Finding Your First 100 Customers: The Playbook That Actually Worked
Parry’s strategy for acquiring Tingono’s first customers contradicts much of the conventional wisdom around early-stage GTM. There was no viral loop, no product-led growth, no massive content engine. Instead, it was relentlessly direct.
“It was us cold emailing and cold calling,” Parry says simply. But the execution was more sophisticated than it sounds. They built highly targeted lists—”we would just build a list and start going after that list”—and personalized their outreach. The focus was on companies in specific regulated industries where compliance pain was acute.
The cold approach worked because Tingono had a clear point of view on a painful problem. They weren’t selling generic software. They were offering a specific solution to a specific regulatory burden that cost companies real money and created real risk. When you can articulate that clearly, cold outreach becomes consultation, not spam.
Pricing Strategy: What Actually Matters in Enterprise Deals
Tingono’s pricing evolution reveals an important lesson about enterprise sales. Early on, they experimented with different models and price points. What they learned was counterintuitive: for enterprise buyers, pricing matters less than you think.
“We haven’t really had too many deals die because of price,” Parry explains. “Usually if the deal dies, it’s for other reasons.” Those reasons? Timing, budget cycles, competing priorities, or simply that the pain isn’t acute enough yet.
This doesn’t mean pricing is arbitrary. It means that once you’re in the enterprise consideration set, the economic buyer is focused on value, not price. If your software saves them millions in compliance costs or prevents a regulatory fine, they’re not going to nickel and dime you over your annual fee.
The implication for founders: spend less time obsessing over whether your price should be $50K or $75K, and more time ensuring you’re solving a problem expensive enough that your price becomes a rounding error.
The Team Size Question: When to Actually Hire
One of the most interesting aspects of Tingono’s journey is how lean they’ve stayed relative to their progress. “We’re six people right now,” Parry shares. In a world where startups often equate team size with legitimacy, Tingono has taken the opposite approach.

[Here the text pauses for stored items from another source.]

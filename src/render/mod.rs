//! Annotation rendering module
//!
//! This module contains:
//! - Geometry calculations shared between tools and rendering
//! - The logical-to-pixel coordinate frame
//! - Image rendering using tiny-skia (live preview and flattened export)
//! - Glyph outlines for text

pub mod coord;
pub mod geometry;
pub mod image;
pub mod text;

This wasn’t about being scrappy for scrappy’s sake. It was strategic. With long sales cycles and lumpy revenue, hiring too fast would have burned through runway before revenue caught up. “We’ve been pretty capital efficient,” Parry notes. That efficiency bought them time to figure out the GTM motion that worked.
The lesson isn’t that every company should stay at six people. It’s that team size should match your revenue motion. If you’re in a fast-growth, high-velocity sales environment, you might need to scale quickly. But if you’re in a long-cycle enterprise business, patient capital and patient hiring often win.
What’s Next: The Path to Category Leadership
Looking forward, Parry sees Tingono’s opportunity expanding beyond their initial wedge. As regulations proliferate and compliance becomes more complex, the platform they’re building becomes more valuable. “We’re really excited about the future,” he says.
The company’s focus now is on proving out the model at scale—demonstrating that the long sales cycles lead to high retention and expansion, that the value proposition holds across different regulated verticals, and that they can systematically build pipeline to feed the machine.
For founders building in complex, regulated markets, Tingono’s path offers a different blueprint. Sell before you build. Embrace long sales cycles as a moat, not a burden. Stay lean until the unit economics prove out. And most importantly, solve a problem expensive enough that your price becomes irrelevant.